Tales From a Charity Shop - October
Val Howson was born and brought up in Hunslet, Leeds and has for 22 years run the Salvation Army’s Care and Share Centre (virtually a Charity Shop) in Little London (Meanwood), Leeds.
She recalled her upbringing in a socially-deprived area of Leeds and starting her working life at the age of fifteen in Marshall and Snelgrove’s Department Store.
Val subsequently held various jobs and after being made redundant at 53 a friend brought to her attention a Salvation Army advert for someone to open and develop their Care and Share Centre in Meanwood. The interviewing officer confided to Val that he had never interviewed anyone before but since Val was an expert interviewee she was able to talk him into giving her the job.
Interesting items brought in for sale ranged from a caravan, a one eyed Armadillo and a sex toy! They sold the caravan and the one eyed Armadillo but they still have the sex toy if anyone would like it!
Everything for sale has set prices - all items above the waist are £1.50 and everything below £2.00. She recalled selling a standard lamp to an old man for £2 which had had part of the pole chopped off. Some time later he returned and gave her a £20 note, telling her that in the war he was a fireman and was based in Hull. After he and his colleagues had spent the whole night putting out fires they went to a tiny caravan where two Salvation Army ladies were making tea for everyone. He told Val that he had not paid for that cup of tea so wanted to do so now.

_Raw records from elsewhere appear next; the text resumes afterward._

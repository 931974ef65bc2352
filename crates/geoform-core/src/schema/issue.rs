//! Validation issues reported by the schema engine.

#[cfg(feature = "schema")]
use schemars::JsonSchema;
use serde::{Deserialize, Serialize};
use strum::{AsRefStr, Display, EnumIter, EnumString};

/// Stable identifier for a class of validation failure.
#[derive(Debug, Clone, Copy, PartialEq, Eq, Hash)]
#[derive(AsRefStr, Display, EnumString, EnumIter)]
#[derive(Serialize, Deserialize)]
#[cfg_attr(feature = "schema", derive(JsonSchema))]
#[strum(serialize_all = "snake_case")]
#[serde(rename_all = "snake_case")]
pub enum IssueCode {
    /// Value has the wrong shape for the field's kind
    InvalidType,
    /// Required field absent from the submission
    MissingRequiredField,
    /// Text did not coerce to a finite number
    InvalidNumber,
    /// Number outside the field's permitted range
    OutOfRange,
    /// Text did not parse as an ISO calendar date
    InvalidDate,
    /// Text did not parse as an ISO wall-clock time
    InvalidTime,
    /// Text did not parse as an absolute URL
    InvalidUrl,
    /// Value not among the permitted set
    InvalidValue,
    /// Key not declared by the template
    UnknownField,
}

/// One step of the path from the submission root to a value.
///
/// Serializes untagged, so a path renders as a plain array of names and
/// positions: `["place", "lat"]`.
#[derive(Debug, Clone, PartialEq, Eq, Serialize, Deserialize)]
#[cfg_attr(feature = "schema", derive(JsonSchema))]
#[serde(untagged)]
pub enum PathSegment {
    /// Object member name.
    Key(String),
    /// Array position.
    Index(usize),
}

impl PathSegment {
    /// Segment addressing an object member.
    #[must_use]
    pub fn key(name: impl Into<String>) -> Self {
        Self::Key(name.into())
    }
}

impl From<&str> for PathSegment {
    fn from(name: &str) -> Self {
        Self::Key(name.to_owned())
    }
}

impl From<String> for PathSegment {
    fn from(name: String) -> Self {
        Self::Key(name)
    }
}

impl From<usize> for PathSegment {
    fn from(index: usize) -> Self {
        Self::Index(index)
    }
}

/// One problem found while validating a submission.
#[derive(Debug, Clone, PartialEq, Serialize, Deserialize)]
#[cfg_attr(feature = "schema", derive(JsonSchema))]
pub struct Issue {
    /// Failure class.
    pub code: IssueCode,
    /// Where in the submission the failure was found.
    pub path: Vec<PathSegment>,
    /// Human-readable explanation.
    pub message: String,
}

impl Issue {
    /// Creates an issue at the given path.
    #[must_use]
    pub fn new(
        code: IssueCode,
        path: impl IntoIterator<Item = PathSegment>,
        message: impl Into<String>,
    ) -> Self {
        Self {
            code,
            path: path.into_iter().collect(),
            message: message.into(),
        }
    }

    /// A required field was absent.
    #[must_use]
    pub fn missing(path: impl IntoIterator<Item = PathSegment>) -> Self {
        Self::new(IssueCode::MissingRequiredField, path, "Required")
    }

    /// A key the template does not declare was rejected.
    #[must_use]
    pub fn unknown(key: &str) -> Self {
        Self::new(
            IssueCode::UnknownField,
            [PathSegment::key(key)],
            "Unrecognized field",
        )
    }
}
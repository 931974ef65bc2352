//! Multipart extractor with improved error handling.

use axum::extract::multipart::MultipartRejection;
use axum::extract::{FromRequest, Multipart as AxumMultipart, Request};
use derive_more::{Deref, DerefMut, From};

use crate::handler::{Error, ErrorKind, Result};

/// Multipart form extractor with improved error handling.
///
/// Wraps [`axum::extract::Multipart`] so that rejections are reported
/// through the crate-wide [`Error`] type. Forms are submitted as
/// `multipart/form-data`; anything else is a `400 Bad Request`.
#[must_use = "requests do nothing unless you use them"]
#[derive(Debug, From, Deref, DerefMut)]
pub struct Multipart(pub AxumMultipart);

impl Multipart {
    /// Returns the inner [`axum::extract::Multipart`] stream.
    #[inline]
    pub fn into_inner(self) -> AxumMultipart {
        self.0
    }
}

impl<S> FromRequest<S> for Multipart
where
    S: Send + Sync,
{
    type Rejection = Error<'static>;

    async fn from_request(req: Request, state: &S) -> Result<Self> {
        let multipart = AxumMultipart::from_request(req, state).await?;
        Ok(Self(multipart))
    }
}

impl From<MultipartRejection> for Error<'static> {
    fn from(rejection: MultipartRejection) -> Self {
        ErrorKind::BadRequest
            .with_message("Invalid multipart form data")
            .with_context(rejection.body_text())
    }
}

impl aide::OperationInput for Multipart {
    fn operation_input(
        ctx: &mut aide::generate::GenContext,
        operation: &mut aide::openapi::Operation,
    ) {
        AxumMultipart::operation_input(ctx, operation);
    }
}
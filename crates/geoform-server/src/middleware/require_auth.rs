use axum::extract::Request;
use axum::middleware::Next;
use axum::response::Response;

use crate::extract::AuthState;

/// Requires a valid authentication token to proceed with the request.
///
/// #### Notes
///
/// - [`AuthState`] accepts a bearer header or the session cookie.
/// - Requests without a verifiable token are rejected with `401` before
///   the inner handler runs.
///
/// #### Examples
///
/// ```rust,no_run
/// use axum::extract::Request;
/// use axum::middleware::{FromFnLayer, from_fn_with_state};
/// use geoform_server::extract::AuthState;
/// use geoform_server::middleware::require_authentication;
/// use geoform_server::service::{ServiceConfig, ServiceState};
///
/// # async fn build() -> geoform_server::service::Result<()> {
/// let state = ServiceState::from_config(&ServiceConfig::default()).await?;
/// let _guard: FromFnLayer<_, _, (AuthState, Request)> =
///     from_fn_with_state(state, require_authentication);
/// # Ok(())
/// # }
/// ```
pub async fn require_authentication(
    AuthState(_): AuthState,
    request: Request,
    next: Next,
) -> Response {
    next.run(request).await
}
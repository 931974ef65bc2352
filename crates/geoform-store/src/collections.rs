//! Collection bindings for the domain documents.

use geoform_core::{Form, Template};
use jiff::Timestamp;
use uuid::Uuid;

use crate::document::Document;

impl Document for Template {
    const COLLECTION: &'static str = "templates";

    fn id(&self) -> Uuid {
        self.id
    }

    fn created_at(&self) -> Timestamp {
        self.created_at
    }
}

impl Document for Form {
    const COLLECTION: &'static str = "forms";

    fn id(&self) -> Uuid {
        self.id
    }

    fn created_at(&self) -> Timestamp {
        self.created_at
    }
}
//! A single field of a template's layout.

#[cfg(feature = "schema")]
use schemars::JsonSchema;
use serde::{Deserialize, Serialize};

use super::FieldKind;

/// Key of the fixed location field every template carries.
pub const PLACE_KEY: &str = "place";

/// Declaration of one field in a template's layout.
#[derive(Debug, Clone, PartialEq, Serialize, Deserialize)]
#[cfg_attr(feature = "schema", derive(JsonSchema))]
pub struct FieldDef {
    /// Submission key the field binds to.
    pub key: String,
    /// Human-readable label.
    pub label: String,
    /// Value type the field accepts.
    #[serde(rename = "type")]
    pub kind: FieldKind,
    /// Whether a submission must carry this field.
    #[serde(default)]
    pub required: bool,
    /// Optional help text.
    #[serde(default, skip_serializing_if = "Option::is_none")]
    pub description: Option<String>,
}

impl FieldDef {
    /// Creates an optional field with no description.
    #[must_use]
    pub fn new(key: impl Into<String>, label: impl Into<String>, kind: FieldKind) -> Self {
        Self {
            key: key.into(),
            label: label.into(),
            kind,
            required: false,
            description: None,
        }
    }

    /// Marks the field as required.
    #[must_use]
    pub fn required(mut self) -> Self {
        self.required = true;
        self
    }

    /// Attaches help text.
    #[must_use]
    pub fn with_description(mut self, description: impl Into<String>) -> Self {
        self.description = Some(description.into());
        self
    }

    /// The fixed location field injected into every template.
    #[must_use]
    pub fn place() -> Self {
        Self {
            key: PLACE_KEY.to_owned(),
            label: "Location".to_owned(),
            kind: FieldKind::Place,
            required: true,
            description: Some("Latitude and longitude".to_owned()),
        }
    }
}
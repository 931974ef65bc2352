//! Form templates: a named layout of fields that submissions validate
//! against.

use jiff::Timestamp;
use serde::{Deserialize, Serialize};
use uuid::Uuid;

use crate::field::FieldDef;

/// A stored template.
///
/// `fixed_fields` is owned by the system and currently holds exactly the
/// location field; `dynamic_fields` is the author's layout. Templates are
/// immutable once created.
#[derive(Debug, Clone, Serialize, Deserialize)]
#[serde(rename_all = "camelCase")]
pub struct Template {
    /// Unique identifier.
    pub id: Uuid,
    /// Display name.
    pub name: String,
    /// Optional free-form description.
    #[serde(default, skip_serializing_if = "Option::is_none")]
    pub description: Option<String>,
    /// Map marker slug (lowercase letters, digits, hyphens).
    pub marker_icon: String,
    /// System-owned fields, always validated.
    pub fixed_fields: Vec<FieldDef>,
    /// Author-declared fields, in declaration order.
    pub dynamic_fields: Vec<FieldDef>,
    /// Creation time.
    pub created_at: Timestamp,
    /// Last modification time.
    pub updated_at: Timestamp,
}

impl Template {
    /// Creates a template, injecting the fixed location field ahead of the
    /// author's dynamic fields.
    #[must_use]
    pub fn new(
        name: impl Into<String>,
        description: Option<String>,
        marker_icon: impl Into<String>,
        dynamic_fields: Vec<FieldDef>,
    ) -> Self {
        let now = Timestamp::now();
        Self {
            id: Uuid::new_v4(),
            name: name.into(),
            description,
            marker_icon: marker_icon.into(),
            fixed_fields: vec![FieldDef::place()],
            dynamic_fields,
            created_at: now,
            updated_at: now,
        }
    }

    /// Fixed fields followed by dynamic fields, in stored order.
    ///
    /// This is the field list submissions are validated against; the
    /// location field always comes first.
    #[must_use]
    pub fn composed_fields(&self) -> Vec<FieldDef> {
        let mut fields = Vec::with_capacity(self.fixed_fields.len() + self.dynamic_fields.len());
        fields.extend(self.fixed_fields.iter().cloned());
        fields.extend(self.dynamic_fields.iter().cloned());
        fields
    }

    /// Looks a field up by key across both lists.
    #[must_use]
    pub fn field(&self, key: &str) -> Option<&FieldDef> {
        self.fixed_fields
            .iter()
            .chain(&self.dynamic_fields)
            .find(|field| field.key == key)
    }
}

#[cfg(test)]
mod tests {
    use super::*;
    use crate::field::{FieldKind, PLACE_KEY};

    fn event_template() -> Template {
        Template::new(
            "Event",
            Some("Things happening around town".to_owned()),
            "calendar-star",
            vec![
                FieldDef::new("title", "Title", FieldKind::Text).required(),
                FieldDef::new("photo", "Photo", FieldKind::Image),
            ],
        )
    }

    #[test]
    fn test_new_injects_place_field() {
        let template = event_template();
        assert_eq!(template.fixed_fields.len(), 1);
        assert_eq!(template.fixed_fields[0].key, PLACE_KEY);
        assert_eq!(template.dynamic_fields.len(), 2);
        assert_eq!(template.created_at, template.updated_at);
    }

    #[test]
    fn test_composed_fields_puts_place_first() {
        let template = event_template();
        let keys: Vec<_> = template
            .composed_fields()
            .into_iter()
            .map(|field| field.key)
            .collect();
        assert_eq!(keys, [PLACE_KEY, "title", "photo"]);
    }

    #[test]
    fn test_field_lookup_spans_both_lists() {
        let template = event_template();
        assert_eq!(template.field(PLACE_KEY).map(|f| f.kind), Some(FieldKind::Place));
        assert_eq!(template.field("photo").map(|f| f.kind), Some(FieldKind::Image));
        assert!(template.field("missing").is_none());
    }

    #[test]
    fn test_serde_round_trip_keeps_field_order() {
        let template = event_template();
        let json = serde_json::to_string(&template).unwrap();
        let back: Template = serde_json::from_str(&json).unwrap();
        assert_eq!(back.id, template.id);
        assert_eq!(back.dynamic_fields, template.dynamic_fields);
        assert!(json.contains("\"markerIcon\":\"calendar-star\""));
    }
}
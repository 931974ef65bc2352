//! Service configuration with CLI argument parsing.
//!
//! This module provides a CLI-friendly configuration struct with clap
//! attributes that converts to the plain server configuration type.
//!
//! # Usage Examples
//!
//! ```bash
//! # Basic usage with a custom data directory
//! geoform-cli --data-dir /var/lib/geoform
//!
//! # Strict schema validation for form submissions
//! geoform-cli --reject-unknown-fields
//! ```
//!
//! ```bash
//! export DATA_DIR="/var/lib/geoform"
//! export AUTH_SECRET="a-long-random-secret"
//!
//! geoform-cli
//! ```

use std::path::PathBuf;

use clap::Args;
use geoform_server::service::ServiceConfig as ServerServiceConfig;
use serde::{Deserialize, Serialize};

/// CLI service configuration with command-line argument parsing.
#[derive(Debug, Clone, Args, Serialize, Deserialize)]
#[must_use = "config does nothing unless you use it"]
pub struct ServiceConfig {
    /// Directory where uploaded files are stored.
    #[arg(short = 'd', long, env = "DATA_DIR")]
    #[arg(default_value = "./data")]
    pub data_dir: PathBuf,

    /// Secret used to verify JWT bearer tokens (HS256).
    ///
    /// The default is only suitable for local development. Production
    /// deployments must provide their own secret of at least 16 bytes.
    #[arg(long, env = "AUTH_SECRET")]
    #[arg(default_value = "insecure-development-secret")]
    pub auth_secret: String,

    /// Rejects form submissions containing fields not defined by the template.
    ///
    /// By default unknown fields are stripped from the submission.
    #[arg(long, env = "REJECT_UNKNOWN_FIELDS")]
    pub reject_unknown_fields: bool,
}

impl Default for ServiceConfig {
    fn default() -> Self {
        Self {
            data_dir: "./data".into(),
            auth_secret: "insecure-development-secret".to_owned(),
            reject_unknown_fields: false,
        }
    }
}

impl From<ServiceConfig> for ServerServiceConfig {
    fn from(cli_config: ServiceConfig) -> Self {
        Self {
            data_dir: cli_config.data_dir,
            auth_secret: cli_config.auth_secret,
            reject_unknown_fields: cli_config.reject_unknown_fields,
        }
    }
}

#[cfg(test)]
mod tests {
    use super::*;

    #[test]
    fn default_service_config() {
        let config = ServiceConfig::default();
        assert_eq!(config.data_dir, PathBuf::from("./data"));
        assert!(!config.reject_unknown_fields);
    }

    #[test]
    fn service_config_conversion() {
        let cli_config = ServiceConfig {
            data_dir: "/var/lib/geoform".into(),
            auth_secret: "a-long-random-secret".to_owned(),
            reject_unknown_fields: true,
        };

        let server_config: ServerServiceConfig = cli_config.into();
        assert_eq!(server_config.data_dir, PathBuf::from("/var/lib/geoform"));
        assert_eq!(server_config.auth_secret, "a-long-random-secret");
        assert!(server_config.reject_unknown_fields);
    }

    #[test]
    fn converted_default_passes_validation() {
        let server_config: ServerServiceConfig = ServiceConfig::default().into();
        assert!(server_config.validate().is_ok());
    }
}
//! Content type inference for stored files.

use mime_guess::MimeGuess;

/// Best-effort MIME type for a file name, keyed on its extension.
///
/// Unknown or missing extensions fall back to `application/octet-stream`.
#[must_use]
pub fn content_type_for(file_name: &str) -> String {
    MimeGuess::from_path(file_name)
        .first_or_octet_stream()
        .essence_str()
        .to_owned()
}
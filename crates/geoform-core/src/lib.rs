#![forbid(unsafe_code)]
#![cfg_attr(docsrs, feature(doc_cfg))]
#![doc = include_str!("../README.md")]

//! # Geoform Core
//!
//! Foundation types for the geoform backend: the field type registry
//! ([`FieldKind`]), template and form documents, decoded submission values,
//! and the dynamic schema engine ([`FormSchema`]) that validates a
//! submission against a template's field list.

/// Tracing target for schema validation.
pub const TRACING_TARGET: &str = "geoform_core::schema";

mod decode;
mod field;
mod form;
mod schema;
mod template;
mod value;

pub use decode::decode_parts;
pub use field::{FieldDef, FieldKind, PLACE_KEY};
pub use form::{Form, FormStatus};
pub use schema::{FormSchema, Issue, IssueCode, PathSegment, UnknownKeys};
pub use template::Template;
pub use value::{FieldValue, FileUpload, FormData, JsonObject, RawObject, RawValue};

#[doc(hidden)]
pub mod prelude {
    //! Commonly used types, re-exported for convenience.

    pub use crate::decode::decode_parts;
    pub use crate::field::{FieldDef, FieldKind, PLACE_KEY};
    pub use crate::form::{Form, FormStatus};
    pub use crate::schema::{FormSchema, Issue, IssueCode, PathSegment, UnknownKeys};
    pub use crate::template::Template;
    pub use crate::value::{
        FieldValue, FileUpload, FormData, JsonObject, RawObject, RawValue,
    };
}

Two memorable customers were a teacher, Precious, from Zambia, whose husband was a Minister, and her Aunt Agnes who visited each year. Precious first came in with two little girls and bought a Christmas tree and later 83 spinning tops which she sent to her church in Zambia. These were sold and the proceeds used to buy milk for the HIV babies living in a hostel near the Church. Precious always said she only ever went to two shops in Leeds – Morrison’s and the Salvation Army Care and Share.
A local Headmaster donated boxes of new tee-shirts and sweatshirts from his school which was closing down, and these too went to Africa. Photographs were on display of children in an African village proudly wearing tee-shirts and sweatshirts with the name William Shakespeare School: Harehills: Leeds.
Lots of Christmas trees were sold, returned after Christmas, stored and then re-sold the next year. A regular customer was a devout Muslim but he always sent Val a Christmas card with a nativity scene on it because he knew the Salvation Army was a Christian Charity. Another regular customer, possibly a student, first came in and bought a mug, plate, knife and fork for 50p and later a Christmas tree which he told Val was the first one he had ever had, that he treasured it and that it had seen him through the high and low periods of his life.
Val said that if anyone comes in on their own the staff make a point of speaking to them and giving them the opportunity to talk, as many people just come in for the social interaction because they are lonely.
Val gave a most interesting and heart-warming talk and I think we all felt that a visit to the Salvation Army’s Care and Share Centre in Little London, Leeds, would be one worth making.
Owing to cancellation of the advertised programme for November 8th, our speaker this month was good friend of the Harrogate Fellowship, Roger Oldfield, who was introduced by Jill Pullman.
Roger stepped in at short notice to give an interesting Powerpoint presentation about Rights of Way and the Dales Way Long Distance Footpath.
Centuries old footpaths, which sometimes become minor roads, are known as Rights of Way and are now protected by English Law. Sometimes access to the old lanes and footpaths are found to go directly through property, others across fields and through hedges but are all protected by Law.
Colin Speakman has to be thanked for his planning of the Dales Way, allowing everyone the right to walk, without fear of trespass, from Ilkley to Windermere - 80 miles of open countryside passing by Addingham, Bolton Priory, Dent and Sedburgh and many more all of which are a delight to see. There were many historic buildings illustrated, but the main impression was in the joy of open country. Some places were unfamiliar but the lovely slides gave rise to nostalgia for happy hiking!
Roger was thanked for his absorbing talk by Mary Bradley.